Patellar fixation technique plays a greater role on affecting the biomechanics of patellofemoral joint after TKR. If surgeon chooses HXLPE patellar component, inset technique is recommended for avoiding the possible complications of component loosening or peg fracture.
Owing to excellent wear resistance of highly cross-linked polyethylene (HXLPE) over conventional polyethylene (UHMWPE), the application of HXLPE in total knee replacements (TKR) is getting popular. However, the reduced mechanical strength of the HXLPE has been concerned if used for TKR, particularly when patellar maltracking occurs, a great shear force at the bone-implant interface could cause premature component loosening or peg failure. To enhance the fixation strength between bone and polyethylene patellar component, contemporary patellar fixation technique can be further classified into onlay and inset configurations. However, little is known about the important characteristics of shear force that occurs at the bone-implant interface in the onlay and inset fixation techniques between choices of novel materials. Current study therefore aimed to compare the biomechanical influence among different patellar implantation methods and biomaterial choices.

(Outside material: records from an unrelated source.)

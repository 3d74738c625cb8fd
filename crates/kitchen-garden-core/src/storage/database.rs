//! SQLite-backed store.
//!
//! Provides persistent storage for:
//! - Clipboard history entries
//! - Completed pomodoro sessions
//! - Task records
//! - Key-value store for application state (the CLI keeps timer state here)

use std::path::Path;

use chrono::{DateTime, Utc};
use rusqlite::{params, Connection, OptionalExtension, Row};
use uuid::Uuid;

use super::{data_dir, ClipboardStore, SessionStore, TaskStore};
use crate::clipboard::ClipboardEntry;
use crate::error::{DatabaseError, Result};
use crate::task::TaskRecord;
use crate::timer::PomodoroSession;

/// SQLite database implementing every storage trait.
pub struct Database {
    conn: Connection,
}

impl Database {
    /// Get a reference to the underlying SQLite connection.
    pub fn conn(&self) -> &Connection {
        &self.conn
    }

    /// Open the database at `<data_dir>/kitchen-garden.db`.
    ///
    /// Creates the database file and schema if they don't exist.
    ///
    /// # Errors
    /// Returns an error if the data directory or database cannot be opened.
    pub fn open() -> Result<Self> {
        let path = data_dir()?.join("kitchen-garden.db");
        Ok(Self::open_at(&path)?)
    }

    /// Open (or create) a database file at `path`.
    pub fn open_at(path: &Path) -> Result<Self, DatabaseError> {
        let conn = Connection::open(path).map_err(|source| DatabaseError::OpenFailed {
            path: path.to_path_buf(),
            source,
        })?;
        let db = Self { conn };
        db.create_schema()?;
        Ok(db)
    }

    /// Open an in-memory database.
    pub fn open_memory() -> Result<Self, DatabaseError> {
        let conn = Connection::open_in_memory()?;
        let db = Self { conn };
        db.create_schema()?;
        Ok(db)
    }

    fn create_schema(&self) -> Result<(), DatabaseError> {
        self.conn.execute_batch(
            "CREATE TABLE IF NOT EXISTS clipboard_entries (
                id            TEXT PRIMARY KEY,
                content       TEXT NOT NULL,
                timestamp     TEXT NOT NULL,
                content_type  TEXT NOT NULL DEFAULT 'text',
                is_pinned     INTEGER NOT NULL DEFAULT 0,
                pinned_order  INTEGER
            );

            CREATE TABLE IF NOT EXISTS pomodoro_sessions (
                id                  TEXT PRIMARY KEY,
                task_id             TEXT,
                start_time          TEXT NOT NULL,
                end_time            TEXT NOT NULL,
                actual_work_secs    INTEGER NOT NULL,
                target_work_secs    INTEGER NOT NULL,
                completed_intervals INTEGER NOT NULL,
                total_intervals     INTEGER NOT NULL
            );

            CREATE TABLE IF NOT EXISTS tasks (
                id              TEXT PRIMARY KEY,
                title           TEXT NOT NULL,
                tags            TEXT NOT NULL DEFAULT '[]',
                priority        TEXT NOT NULL DEFAULT 'none',
                deadline        TEXT,
                status          TEXT NOT NULL DEFAULT 'created',
                time_spent_secs INTEGER NOT NULL DEFAULT 0,
                created_at      TEXT NOT NULL,
                updated_at      TEXT NOT NULL
            );

            CREATE TABLE IF NOT EXISTS kv (
                key   TEXT PRIMARY KEY,
                value TEXT NOT NULL
            );

            CREATE INDEX IF NOT EXISTS idx_clipboard_timestamp ON clipboard_entries(timestamp);
            CREATE INDEX IF NOT EXISTS idx_sessions_end_time ON pomodoro_sessions(end_time);
            CREATE INDEX IF NOT EXISTS idx_sessions_task_id ON pomodoro_sessions(task_id);",
        )?;
        Ok(())
    }

    /// Get a value from the kv store.
    pub fn kv_get(&self, key: &str) -> Result<Option<String>, DatabaseError> {
        let value = self
            .conn
            .query_row("SELECT value FROM kv WHERE key = ?1", params![key], |row| {
                row.get::<_, String>(0)
            })
            .optional()?;
        Ok(value)
    }

    /// Set a value in the kv store.
    pub fn kv_set(&self, key: &str, value: &str) -> Result<(), DatabaseError> {
        self.conn.execute(
            "INSERT OR REPLACE INTO kv (key, value) VALUES (?1, ?2)",
            params![key, value],
        )?;
        Ok(())
    }
}

// ── Row decoding ─────────────────────────────────────────────────────

struct EntryRow {
    id: String,
    content: String,
    timestamp: String,
    content_type: String,
    is_pinned: bool,
    pinned_order: Option<i64>,
}

impl EntryRow {
    fn from_row(row: &Row<'_>) -> rusqlite::Result<Self> {
        Ok(Self {
            id: row.get(0)?,
            content: row.get(1)?,
            timestamp: row.get(2)?,
            content_type: row.get(3)?,
            is_pinned: row.get(4)?,
            pinned_order: row.get(5)?,
        })
    }

    fn decode(self) -> Result<ClipboardEntry, DatabaseError> {
        const TABLE: &str = "clipboard_entries";
        Ok(ClipboardEntry {
            id: parse_uuid(TABLE, &self.id)?,
            content: self.content,
            timestamp: parse_time(TABLE, &self.timestamp)?,
            content_type: self
                .content_type
                .parse()
                .map_err(|message| corrupt(TABLE, message))?,
            is_pinned: self.is_pinned,
            pinned_order: self
                .pinned_order
                .map(|o| u32::try_from(o).map_err(|e| corrupt(TABLE, e.to_string())))
                .transpose()?,
        })
    }
}

struct SessionRow {
    id: String,
    task_id: Option<String>,
    start_time: String,
    end_time: String,
    actual_work_secs: i64,
    target_work_secs: i64,
    completed_intervals: i64,
    total_intervals: i64,
}

impl SessionRow {
    fn from_row(row: &Row<'_>) -> rusqlite::Result<Self> {
        Ok(Self {
            id: row.get(0)?,
            task_id: row.get(1)?,
            start_time: row.get(2)?,
            end_time: row.get(3)?,
            actual_work_secs: row.get(4)?,
            target_work_secs: row.get(5)?,
            completed_intervals: row.get(6)?,
            total_intervals: row.get(7)?,
        })
    }

    fn decode(self) -> Result<PomodoroSession, DatabaseError> {
        const TABLE: &str = "pomodoro_sessions";
        Ok(PomodoroSession {
            id: parse_uuid(TABLE, &self.id)?,
            task_id: self
                .task_id
                .as_deref()
                .map(|id| parse_uuid(TABLE, id))
                .transpose()?,
            start_time: parse_time(TABLE, &self.start_time)?,
            end_time: parse_time(TABLE, &self.end_time)?,
            actual_work_secs: non_negative(TABLE, self.actual_work_secs)?,
            target_work_secs: non_negative(TABLE, self.target_work_secs)?,
            completed_intervals: interval_count(TABLE, self.completed_intervals)?,
            total_intervals: interval_count(TABLE, self.total_intervals)?,
        })
    }
}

Two commercial polyethylene including UHMWPE (GUR 1020) and 75 kGy HXLPE (Orthoplastics Ltd, Lancashire, United Kingdom) were machined to three-pegs all-polyethylene patellar component. Each patellar component was bound into onlay and inset configurations with a self-made aluminum block using cement. Each group has 6 specimens. A 0.5 mm implanted depth was pre-drill on the block to simulate the inset configuration. A constant displacement rate of 50.8 mm/min of lateral shearing force was applied through MTS machine (MTS Corporation, Minneapolis, MN). The test completes until component disassociation or peg fracture. Peak shear force was recorded and the fractographic analysis was observed via microscope (Leica, Germany) in order to identify the failure mode and relevant surface features. Finite element (FE) analysis (ABAQUS 2017, France) was performed according to the current experimental study. von Mises stress and equivalent plastic strain were compared among different implantation procedures and biomaterial choices.
Current result found that the ability of avoiding shear loosening was significantly improved in inset group. The peak shear force of inset configuration increased 54% in UHMWPE group (from 1705 N to 2631 N) and 53% in 75 kGy HXLPE group (from 1650 N to 2530N). No obvious distinguish was found between materials. From the fractographic observation, the fracture mode of single peg side had a smooth surface that was parallel to the direction of shear force, indicating breakage was caused by shear force. From FE analysis, single peg side showed greater difference between inlay and onlay configurations. The inset fixation technique has advantages in reducing stress and decreasing plastic deformation on single peg side.
Current biomechanical study demonstrated that the fracture strength was significantly improved with the inset patellar implantation. The onlay fixation configuration offer lower strength to resist shear stress at the implant-bone interface comparing to the inset one. The pegs at the backside surface of patellar component were shear failure at the single peg side first and then remaining pegs pulled out consequently. Patellar fixation technique has a greater effect on affecting the peak shear force comparing to the factor of material selection. If surgeon chooses HXLPE patellar component, inset patellar implantation technique is recommended for lowing the risk of component loosening or peg fracture.